"On n'est pas dans le futurisme, mais dans un drame bourgeois ou un thriller atmosphérique"
« Lille, braderie » lève ses miscellanées. Quatre mains virtuoses pour un parchemin éclairant, empreint de justesse. On ne sait jamais qui, d’Anne ou de Laurent Champs-Massart écrit.
L’écriture confondue dans une trame qui nous prend par la main pour une déambulation entre les étals, les senteurs, les objets qui attendent l’heure de survie. La foule dense et serrée, les codes d’une brocante réputée que d’aucuns ne manqueraient pour rien au monde. Les regards qui percent au travers d’un décorum, dont le rituel pavlovien est une affaire déjà conclue par le chaland.
« 2,5 millions de visiteurs, 80 kilomètres de stands, 100 hospitalisations, 12 enfants perdus et rendus à leurs parents... »
« Code B096 ». Voici l’emplacement pour Marie-Louise et sa nièce Séléné.

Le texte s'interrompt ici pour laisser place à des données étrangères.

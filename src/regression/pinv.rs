//! regression::pinv — truncated-SVD least-squares solves.
//!
//! Purpose
//! -------
//! Solve `A x = b` in the minimum-norm least-squares sense through a
//! truncated singular value decomposition, so that rank-deficient and
//! ill-conditioned systems (collinear stimuli, bordered constraint systems)
//! still produce a well-defined answer.
//!
//! Key behaviors
//! -------------
//! - Decompose `A = U Σ Vᵀ` with `nalgebra`, keep singular values
//!   `σ_k > 0` with `σ_k ≥ rtol · σ_max`, and return
//!   `x = Σ_{kept} v_k (u_kᵀ b) / σ_k`.
//! - Report the retained rank and the sorted singular values so callers can
//!   log or inspect conditioning.
//!
//! Invariants & assumptions
//! ------------------------
//! - `b.len() == A.nrows()`; `A` need not be square or symmetric.
//! - With every singular value discarded (e.g. `A = 0`), the solution is the
//!   zero vector and the rank is 0.
//!
//! Conventions
//! -----------
//! - `ndarray` inputs are copied into a column-major `DMatrix` once
//!   ([`to_dmatrix`]); results are returned as `ndarray` again.
use crate::convolution::errors::{KernelError, KernelResult};
use nalgebra::DMatrix;
use ndarray::{Array1, ArrayView1, ArrayView2};

/// TruncatedSvdSolution — minimum-norm solution plus conditioning summary.
///
/// Fields
/// ------
/// - `solution`: `Array1<f64>`
///   Minimum-norm least-squares solution over the retained subspace.
/// - `rank`: `usize`
///   Number of singular values retained.
/// - `singular_values`: `Vec<f64>`
///   All singular values of `A`, in descending order.
/// - `threshold`: `f64`
///   Absolute cutoff `rtol · σ_max` that was applied.
#[derive(Debug, Clone, PartialEq)]
pub struct TruncatedSvdSolution {
    pub solution: Array1<f64>,
    pub rank: usize,
    pub singular_values: Vec<f64>,
    pub threshold: f64,
}

/// solve_truncated_svd — minimum-norm least-squares solve of `A x = b`.
///
/// Parameters
/// ----------
/// - `a`: `ArrayView2<f64>`
///   `m × n` system matrix.
/// - `b`: `ArrayView1<f64>`
///   Length-`m` right-hand side.
/// - `rtol`: `f64`
///   Relative singular-value cutoff (see `regression::options::SolveOptions`).
///
/// Returns
/// -------
/// `KernelResult<TruncatedSvdSolution>`
///
/// Errors
/// ------
/// - `KernelError::FlatLengthMismatch` when `b.len() != a.nrows()`.
/// - `KernelError::DecompositionFailed` when the SVD does not converge.
///
/// Examples
/// --------
/// ```rust
/// # use ndarray::array;
/// # use rust_convkernel::regression::pinv::solve_truncated_svd;
/// // Rank-1 system: the minimum-norm solution splits the mass evenly.
/// let a = array![[1.0, 1.0], [1.0, 1.0]];
/// let b = array![2.0, 2.0];
/// let sol = solve_truncated_svd(a.view(), b.view(), 1e-8).unwrap();
/// assert_eq!(sol.rank, 1);
/// assert!((sol.solution[0] - 1.0).abs() < 1e-12);
/// assert!((sol.solution[1] - 1.0).abs() < 1e-12);
/// ```
pub fn solve_truncated_svd(
    a: ArrayView2<'_, f64>, b: ArrayView1<'_, f64>, rtol: f64,
) -> KernelResult<TruncatedSvdSolution> {
    let (m, n) = a.dim();
    if b.len() != m {
        return Err(KernelError::FlatLengthMismatch { expected: m, found: b.len() });
    }

    let dim = m.max(n);
    let svd = to_dmatrix(a)
        .try_svd(true, true, f64::EPSILON, 0)
        .ok_or(KernelError::DecompositionFailed { dim })?;
    let (u, v_t) = match (svd.u, svd.v_t) {
        (Some(u), Some(v_t)) => (u, v_t),
        _ => return Err(KernelError::DecompositionFailed { dim }),
    };
    let sigma = svd.singular_values;
    let sigma_max = sigma.iter().copied().fold(0.0, f64::max);
    let threshold = rtol * sigma_max;

    let mut solution = Array1::<f64>::zeros(n);
    let mut rank = 0;
    for (k, &s) in sigma.iter().enumerate() {
        if !(s > 0.0 && s >= threshold) {
            continue;
        }
        rank += 1;
        let coeff = (0..m).map(|i| u[(i, k)] * b[i]).sum::<f64>() / s;
        for j in 0..n {
            solution[j] += coeff * v_t[(k, j)];
        }
    }

    if rank < sigma.len() {
        log::debug!(
            "truncated SVD kept {rank} of {} singular values (σ_max = {sigma_max:.3e}, cutoff = {threshold:.3e})",
            sigma.len()
        );
    }

    let mut singular_values: Vec<f64> = sigma.iter().copied().collect();
    singular_values.sort_by(|x, y| y.total_cmp(x));
    Ok(TruncatedSvdSolution { solution, rank, singular_values, threshold })
}

// ---- Helper methods ----

/// Copy an `ndarray` matrix into a `nalgebra::DMatrix`, column by column to
/// match `DMatrix`'s column-major storage.
pub(crate) fn to_dmatrix(a: ArrayView2<'_, f64>) -> DMatrix<f64> {
    let (m, n) = a.dim();
    let mut out = DMatrix::<f64>::zeros(m, n);
    for j in 0..n {
        for i in 0..m {
            out[(i, j)] = a[(i, j)];
        }
    }
    out
}

#[cfg(test)]
mod tests {
    use super::*;
    use approx::{assert_abs_diff_eq, assert_relative_eq};
    use ndarray::array;

    // -------------------------------------------------------------------------
    // Scope
    // -----
    // These tests cover:
    // - Exact solves of well-conditioned systems.
    // - Minimum-norm answers for rank-deficient systems.
    // - The effect of `rtol` on small singular values.
    // - The all-zero and shape-mismatch edge cases.
    // -------------------------------------------------------------------------

    #[test]
    fn to_dmatrix_copies_rectangular_matrix() {
        let a = array![[1.0, 2.0, 3.0], [4.0, 5.0, 6.0]];
        let m = to_dmatrix(a.view());
        assert_eq!(m.shape(), (2, 3));
        assert_eq!(m[(1, 2)], 6.0);
        assert_eq!(m[(0, 1)], 2.0);
    }

    #[test]
    // Purpose
    // -------
    // Verify an exact solve for a nonsingular, non-diagonal system.
    //
    // Given
    // -----
    // - A = [[4, 1], [1, 3]], x* = [1, -2], b = A x*.
    //
    // Expect
    // ------
    // - Full rank and x ≈ x* to 1e-12.
    fn solve_truncated_svd_recovers_exact_solution_when_nonsingular() {
        // Arrange
        let a = array![[4.0, 1.0], [1.0, 3.0]];
        let b = a.dot(&array![1.0, -2.0]);

        // Act
        let sol = solve_truncated_svd(a.view(), b.view(), 1e-8).unwrap();

        // Assert
        assert_eq!(sol.rank, 2);
        assert_abs_diff_eq!(sol.solution[0], 1.0, epsilon = 1e-12);
        assert_abs_diff_eq!(sol.solution[1], -2.0, epsilon = 1e-12);
        assert!(sol.singular_values[0] >= sol.singular_values[1]);
    }

    #[test]
    // Purpose
    // -------
    // Check that `rtol` discards directions with tiny singular values and
    // that `rtol = 0` keeps them.
    //
    // Given
    // -----
    // - A = diag(1, 1e-10), b = [1, 1].
    //
    // Expect
    // ------
    // - rtol = 1e-8: rank 1, x = [1, 0].
    // - rtol = 0:    rank 2, x = [1, 1e10].
    fn solve_truncated_svd_respects_relative_tolerance() {
        // Arrange
        let a = array![[1.0, 0.0], [0.0, 1e-10]];
        let b = array![1.0, 1.0];

        // Act
        let truncated = solve_truncated_svd(a.view(), b.view(), 1e-8).unwrap();
        let full = solve_truncated_svd(a.view(), b.view(), 0.0).unwrap();

        // Assert
        assert_eq!(truncated.rank, 1);
        assert_abs_diff_eq!(truncated.solution[0], 1.0, epsilon = 1e-12);
        assert_abs_diff_eq!(truncated.solution[1], 0.0, epsilon = 1e-12);
        assert_relative_eq!(truncated.threshold, 1e-8, max_relative = 1e-12);

        assert_eq!(full.rank, 2);
        assert_relative_eq!(full.solution[1], 1e10, max_relative = 1e-8);
    }

    #[test]
    // Purpose
    // -------
    // Pin the inclusive cutoff: a singular value equal to `rtol · σ_max` is
    // kept, so `rtol = 1` retains the largest direction.
    //
    // Given
    // -----
    // - A = diag(2, 1), b = [2, 1], rtol = 1.
    //
    // Expect
    // ------
    // - rank 1, threshold = 2, x = [1, 0].
    fn solve_truncated_svd_keeps_singular_value_at_cutoff() {
        // Arrange
        let a = array![[2.0, 0.0], [0.0, 1.0]];
        let b = array![2.0, 1.0];

        // Act
        let sol = solve_truncated_svd(a.view(), b.view(), 1.0).unwrap();

        // Assert
        assert_eq!(sol.rank, 1);
        assert_relative_eq!(sol.threshold, 2.0, max_relative = 1e-12);
        assert_abs_diff_eq!(sol.solution[0], 1.0, epsilon = 1e-12);
        assert_abs_diff_eq!(sol.solution[1], 0.0, epsilon = 1e-12);
    }

    #[test]
    fn solve_truncated_svd_zero_matrix_gives_zero_solution() {
        let a = ndarray::Array2::<f64>::zeros((3, 3));
        let b = array![1.0, 2.0, 3.0];
        let sol = solve_truncated_svd(a.view(), b.view(), 1e-8).unwrap();
        assert_eq!(sol.rank, 0);
        assert!(sol.solution.iter().all(|&x| x == 0.0));
    }

    #[test]
    fn solve_truncated_svd_rejects_rhs_length_mismatch() {
        let a = array![[1.0, 0.0], [0.0, 1.0]];
        let b = array![1.0, 2.0, 3.0];
        assert_eq!(
            solve_truncated_svd(a.view(), b.view(), 1e-8),
            Err(KernelError::FlatLengthMismatch { expected: 2, found: 3 })
        );
    }
}
use std::path::{Path, PathBuf};
use std::sync::LazyLock;
use std::time::Duration;

use anyhow::{Context, Result};
use scraper::{ElementRef, Html, Selector};
use tracing::debug;

static TITLE_SEL: LazyLock<Selector> = LazyLock::new(|| Selector::parse("title").unwrap());
static LOADING_SEL: LazyLock<Selector> =
    LazyLock::new(|| Selector::parse(r#".slds-spinner, [class*="loading"]"#).unwrap());

/// A parsed snapshot of one CRM page together with the URL it was taken from.
pub struct Page {
    url: String,
    html: Html,
}

impl Page {
    pub fn parse(url: &str, html: &str) -> Self {
        Self {
            url: url.to_string(),
            html: Html::parse_document(html),
        }
    }

    pub fn url(&self) -> &str {
        &self.url
    }

    /// URL path component, or the raw URL when it does not parse.
    pub fn path(&self) -> String {
        match reqwest::Url::parse(&self.url) {
            Ok(url) => url.path().to_string(),
            Err(_) => self.url.clone(),
        }
    }

    pub fn title(&self) -> String {
        self.html
            .select(&TITLE_SEL)
            .next()
            .map(|t| t.text().collect::<String>().trim().to_string())
            .unwrap_or_default()
    }

    pub fn html(&self) -> &Html {
        &self.html
    }

    pub fn first(&self, selector: &Selector) -> Option<ElementRef<'_>> {
        self.html.select(selector).next()
    }

    pub fn has(&self, selector: &Selector) -> bool {
        self.first(selector).is_some()
    }

    /// True while a spinner or any `*loading*` element is present.
    pub fn is_loading(&self) -> bool {
        self.has(&LOADING_SEL)
    }
}

// ── Sources ──

/// Where page snapshots come from. Each call to `snapshot` returns the page as it
/// is now, so a source that changes over time is re-read on every call.
pub trait PageSource: Send + Sync {
    fn describe(&self) -> String;
    fn snapshot(&self) -> Result<Page>;
}

/// An HTML file on disk, re-read on every snapshot.
pub struct FileSource {
    path: PathBuf,
    url: String,
}

impl FileSource {
    pub fn new(path: impl AsRef<Path>, url: &str) -> Self {
        Self {
            path: path.as_ref().to_path_buf(),
            url: url.to_string(),
        }
    }
}

impl PageSource for FileSource {
    fn describe(&self) -> String {
        self.path.display().to_string()
    }

    fn snapshot(&self) -> Result<Page> {
        let html = std::fs::read_to_string(&self.path)
            .with_context(|| format!("Failed to read {}", self.path.display()))?;
        Ok(Page::parse(&self.url, &html))
    }
}

/// HTML held in memory, typically fetched once.
pub struct StaticSource {
    url: String,
    html: String,
}

impl StaticSource {
    pub fn new(url: &str, html: impl Into<String>) -> Self {
        Self {
            url: url.to_string(),
            html: html.into(),
        }
    }
}

impl PageSource for StaticSource {
    fn describe(&self) -> String {
        self.url.clone()
    }

    fn snapshot(&self) -> Result<Page> {
        Ok(Page::parse(&self.url, &self.html))
    }
}

pub async fn fetch(url: &str) -> Result<StaticSource> {
    let client = reqwest::Client::builder()
        .timeout(Duration::from_secs(30))
        .build()?;
    let resp = client
        .get(url)
        .send()
        .await
        .with_context(|| format!("Failed to fetch {url}"))?
        .error_for_status()?;
    let html = resp.text().await?;
    debug!("Fetched {} ({} bytes)", url, html.len());
    Ok(StaticSource::new(url, html))
}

Une camionnette blanche dont pas un recoin est libre de ce quelque chose à vendre. L’enjeu : vendre tout le mobilier, les futilités, les souvenirs, les bols et écharpes, draps et lampes, assiettes et vaisselle de « Caillou » la sœur de Marie-Louise, démunie, fragile mentalement, et sans argent pour démarrer une nouvelle vie presque normale.
Monsieur Achab est un antiquaire chevronné. Il voit à l’arrière du véhicule, un disque quasi abandonné. Mais voilà, c’est la seule chose que « Caillou » refuse de vendre. Monsieur Achab est bousculé, transis, fiévreux. Il désire absolument ce disque rare, un 33 tours, « Cendres » de Voly Gaspara une diva réputée. Légendaire et unique, ce disque devient un emblème. Séléné s’interroge, hésite, dit que non, il n’est pas à vendre. Monsieur Achab cède, mais ne lâche rien mentalement. Il est doué pour amadouer son auditoire. Il va revenir. Caillou a bien dit non. Non à l’oubli, à la vente, à la perte. Ce disque est une histoire. Séléné et Marie-Louise ne savent pas à quel point. Que signifie-donc cet attrait de monsieur Achab et l’interdiction de vente formelle de Caillou ?
Voly Gaspara, soixante-cinq ans, et Caillou même pas dix-sept ans ? Que s’est-il passé ?
Le récit change de ton. On marche sur un fil, le funambule « Cendres » entre Séléné et Caillou fille et mère en dérive. Marie-Louise qui veille sur Séléné depuis toujours, adoptée et l’abri Alcazar. La Diva, solaire et rebelle, imprévisible, jusqu’au moindre sillon d’un 33 tours qui va du Rocher de Sisyphe, devenir la Chute d’Icare. On sombre dans un thriller magnétique, vif et sans retour possible. « Lille braderie » est plausible. D’aucuns ont vécu cette braderie de Lille et la quête du Graal. C’est une mise en abîme psychologique, dotée d’une intrigue captivante. Un kaléidoscope qui dévoile les habitus des chineurs et antiquaires. Lille en apogée et son mythe qui, ici, ouvre en grand ses ailes. C’est un roman finement sociologique, humain, tout en mouvement et l’arrêt sur image est de loin ce qu’une fiction arrime de passionnant et d’intuitif. « Apprendre à toujours se méfier » à l’instar de Prosper Mérimée. C’est un lâcher de crayons de couleur. Des barnums d’émotions à perte de vue. « Lille braderie » est une sacrée réussite. En lice pour le prix Hors Concours des Éditions indépendantes 2023/2024. Publié par les majeures Éditions Cours Toujours.